Activity: Give back an exact copy of the lines in the records below, from the line that has "time, shutter or" through the line that has "setting to measure.", and nothing besides.

Exercise materials:
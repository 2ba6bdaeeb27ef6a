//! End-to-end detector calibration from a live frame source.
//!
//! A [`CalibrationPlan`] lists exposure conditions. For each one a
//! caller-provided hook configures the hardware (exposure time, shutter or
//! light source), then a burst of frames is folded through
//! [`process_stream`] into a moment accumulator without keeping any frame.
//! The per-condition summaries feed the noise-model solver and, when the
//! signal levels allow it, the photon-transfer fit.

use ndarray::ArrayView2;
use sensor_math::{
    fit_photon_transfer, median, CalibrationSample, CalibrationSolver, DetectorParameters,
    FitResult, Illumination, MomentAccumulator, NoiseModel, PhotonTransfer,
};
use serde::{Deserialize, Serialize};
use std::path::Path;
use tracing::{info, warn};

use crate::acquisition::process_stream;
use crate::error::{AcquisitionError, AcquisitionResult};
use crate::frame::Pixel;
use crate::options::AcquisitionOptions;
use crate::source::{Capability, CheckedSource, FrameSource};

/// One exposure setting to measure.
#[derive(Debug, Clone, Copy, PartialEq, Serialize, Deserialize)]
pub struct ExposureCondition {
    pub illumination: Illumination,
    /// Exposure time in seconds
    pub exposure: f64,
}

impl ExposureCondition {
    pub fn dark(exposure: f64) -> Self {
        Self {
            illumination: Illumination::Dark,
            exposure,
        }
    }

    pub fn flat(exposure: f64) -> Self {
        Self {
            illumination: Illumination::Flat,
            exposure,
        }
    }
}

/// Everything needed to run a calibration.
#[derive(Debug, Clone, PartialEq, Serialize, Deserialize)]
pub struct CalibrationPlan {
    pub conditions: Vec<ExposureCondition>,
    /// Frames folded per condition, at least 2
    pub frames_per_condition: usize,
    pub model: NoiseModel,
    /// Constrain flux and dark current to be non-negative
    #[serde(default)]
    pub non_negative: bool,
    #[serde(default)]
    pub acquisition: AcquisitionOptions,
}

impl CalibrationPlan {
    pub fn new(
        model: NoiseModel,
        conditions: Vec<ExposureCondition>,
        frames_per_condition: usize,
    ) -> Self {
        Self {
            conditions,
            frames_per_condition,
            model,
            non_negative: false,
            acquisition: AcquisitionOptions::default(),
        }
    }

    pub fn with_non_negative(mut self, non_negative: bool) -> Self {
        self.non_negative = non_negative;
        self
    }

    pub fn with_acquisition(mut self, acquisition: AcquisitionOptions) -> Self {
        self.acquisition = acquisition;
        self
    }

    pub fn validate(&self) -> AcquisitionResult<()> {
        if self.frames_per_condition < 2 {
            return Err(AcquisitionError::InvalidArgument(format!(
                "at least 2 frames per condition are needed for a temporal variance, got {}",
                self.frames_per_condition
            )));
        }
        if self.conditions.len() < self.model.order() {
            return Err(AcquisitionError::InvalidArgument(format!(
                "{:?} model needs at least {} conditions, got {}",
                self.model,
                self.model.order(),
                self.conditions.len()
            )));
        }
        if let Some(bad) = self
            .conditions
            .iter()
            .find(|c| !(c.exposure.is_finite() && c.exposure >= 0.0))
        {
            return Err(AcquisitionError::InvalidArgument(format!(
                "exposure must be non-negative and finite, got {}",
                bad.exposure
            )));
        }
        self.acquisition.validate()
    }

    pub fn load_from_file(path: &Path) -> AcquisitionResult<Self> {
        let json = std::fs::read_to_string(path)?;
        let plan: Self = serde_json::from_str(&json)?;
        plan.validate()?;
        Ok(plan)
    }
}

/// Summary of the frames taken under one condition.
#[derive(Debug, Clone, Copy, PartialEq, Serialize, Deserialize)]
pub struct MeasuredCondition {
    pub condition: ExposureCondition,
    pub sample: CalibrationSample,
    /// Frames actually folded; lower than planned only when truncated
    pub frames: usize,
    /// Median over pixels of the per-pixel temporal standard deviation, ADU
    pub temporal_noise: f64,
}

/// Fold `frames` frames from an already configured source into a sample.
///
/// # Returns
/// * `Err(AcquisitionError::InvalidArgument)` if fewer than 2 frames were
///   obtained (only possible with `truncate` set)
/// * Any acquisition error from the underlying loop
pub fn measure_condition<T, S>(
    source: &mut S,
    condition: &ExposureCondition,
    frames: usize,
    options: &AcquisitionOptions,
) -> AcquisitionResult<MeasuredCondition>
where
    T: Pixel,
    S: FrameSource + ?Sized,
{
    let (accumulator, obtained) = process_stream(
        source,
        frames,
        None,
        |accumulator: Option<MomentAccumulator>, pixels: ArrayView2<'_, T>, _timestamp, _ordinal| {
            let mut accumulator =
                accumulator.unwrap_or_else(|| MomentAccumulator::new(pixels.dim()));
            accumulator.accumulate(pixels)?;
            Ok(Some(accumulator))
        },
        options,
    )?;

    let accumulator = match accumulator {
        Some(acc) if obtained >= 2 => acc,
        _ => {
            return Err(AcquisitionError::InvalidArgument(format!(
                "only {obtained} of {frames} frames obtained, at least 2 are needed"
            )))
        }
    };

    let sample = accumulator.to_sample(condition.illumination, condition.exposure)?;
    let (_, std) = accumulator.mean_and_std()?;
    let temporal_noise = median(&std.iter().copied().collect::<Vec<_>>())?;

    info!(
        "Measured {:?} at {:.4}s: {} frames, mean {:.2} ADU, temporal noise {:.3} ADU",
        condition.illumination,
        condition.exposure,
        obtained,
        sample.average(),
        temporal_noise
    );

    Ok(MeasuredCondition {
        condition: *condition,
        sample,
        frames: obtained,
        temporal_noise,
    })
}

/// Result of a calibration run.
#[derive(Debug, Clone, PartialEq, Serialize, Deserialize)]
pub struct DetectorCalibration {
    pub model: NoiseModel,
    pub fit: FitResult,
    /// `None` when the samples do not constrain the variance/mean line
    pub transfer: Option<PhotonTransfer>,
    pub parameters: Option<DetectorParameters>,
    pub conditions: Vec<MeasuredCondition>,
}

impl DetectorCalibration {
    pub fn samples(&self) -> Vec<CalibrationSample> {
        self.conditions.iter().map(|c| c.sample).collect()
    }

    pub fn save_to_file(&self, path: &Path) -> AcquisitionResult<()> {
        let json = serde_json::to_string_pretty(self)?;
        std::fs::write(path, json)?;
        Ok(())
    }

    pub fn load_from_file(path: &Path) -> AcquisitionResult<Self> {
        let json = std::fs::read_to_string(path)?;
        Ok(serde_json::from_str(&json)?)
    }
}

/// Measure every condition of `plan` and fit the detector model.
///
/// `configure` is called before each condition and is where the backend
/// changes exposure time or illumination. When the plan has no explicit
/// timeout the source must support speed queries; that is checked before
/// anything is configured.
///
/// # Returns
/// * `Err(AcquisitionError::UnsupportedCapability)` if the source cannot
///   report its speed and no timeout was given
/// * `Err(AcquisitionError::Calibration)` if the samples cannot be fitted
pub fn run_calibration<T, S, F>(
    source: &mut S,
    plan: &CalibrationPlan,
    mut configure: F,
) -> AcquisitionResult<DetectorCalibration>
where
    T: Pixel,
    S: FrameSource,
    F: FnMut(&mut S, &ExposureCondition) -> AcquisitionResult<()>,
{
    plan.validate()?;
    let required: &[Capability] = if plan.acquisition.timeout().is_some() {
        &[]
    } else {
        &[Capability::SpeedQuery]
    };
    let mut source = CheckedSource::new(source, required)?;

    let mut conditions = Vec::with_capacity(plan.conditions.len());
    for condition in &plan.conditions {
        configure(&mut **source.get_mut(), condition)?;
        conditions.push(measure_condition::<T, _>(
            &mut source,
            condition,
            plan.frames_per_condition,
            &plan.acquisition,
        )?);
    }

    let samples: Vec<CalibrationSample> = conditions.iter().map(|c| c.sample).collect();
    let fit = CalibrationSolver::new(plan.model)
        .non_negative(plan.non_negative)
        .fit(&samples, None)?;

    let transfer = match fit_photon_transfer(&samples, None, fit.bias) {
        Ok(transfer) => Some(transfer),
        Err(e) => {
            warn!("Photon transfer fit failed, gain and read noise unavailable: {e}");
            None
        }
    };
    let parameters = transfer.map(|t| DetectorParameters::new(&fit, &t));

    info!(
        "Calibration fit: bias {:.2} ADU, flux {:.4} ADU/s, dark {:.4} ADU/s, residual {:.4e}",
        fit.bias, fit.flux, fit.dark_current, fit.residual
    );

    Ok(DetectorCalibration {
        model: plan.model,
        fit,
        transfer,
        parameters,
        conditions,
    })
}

Solution:
//! caller-provided hook configures the hardware (exposure time, shutter or
//! light source), then a burst of frames is folded through
//! [`process_stream`] into a moment accumulator without keeping any frame.
//! The per-condition summaries feed the noise-model solver and, when the
//! signal levels allow it, the photon-transfer fit.

use ndarray::ArrayView2;
use sensor_math::{
    fit_photon_transfer, median, CalibrationSample, CalibrationSolver, DetectorParameters,
    FitResult, Illumination, MomentAccumulator, NoiseModel, PhotonTransfer,
};
use serde::{Deserialize, Serialize};
use std::path::Path;
use tracing::{info, warn};

use crate::acquisition::process_stream;
use crate::error::{AcquisitionError, AcquisitionResult};
use crate::frame::Pixel;
use crate::options::AcquisitionOptions;
use crate::source::{Capability, CheckedSource, FrameSource};

/// One exposure setting to measure.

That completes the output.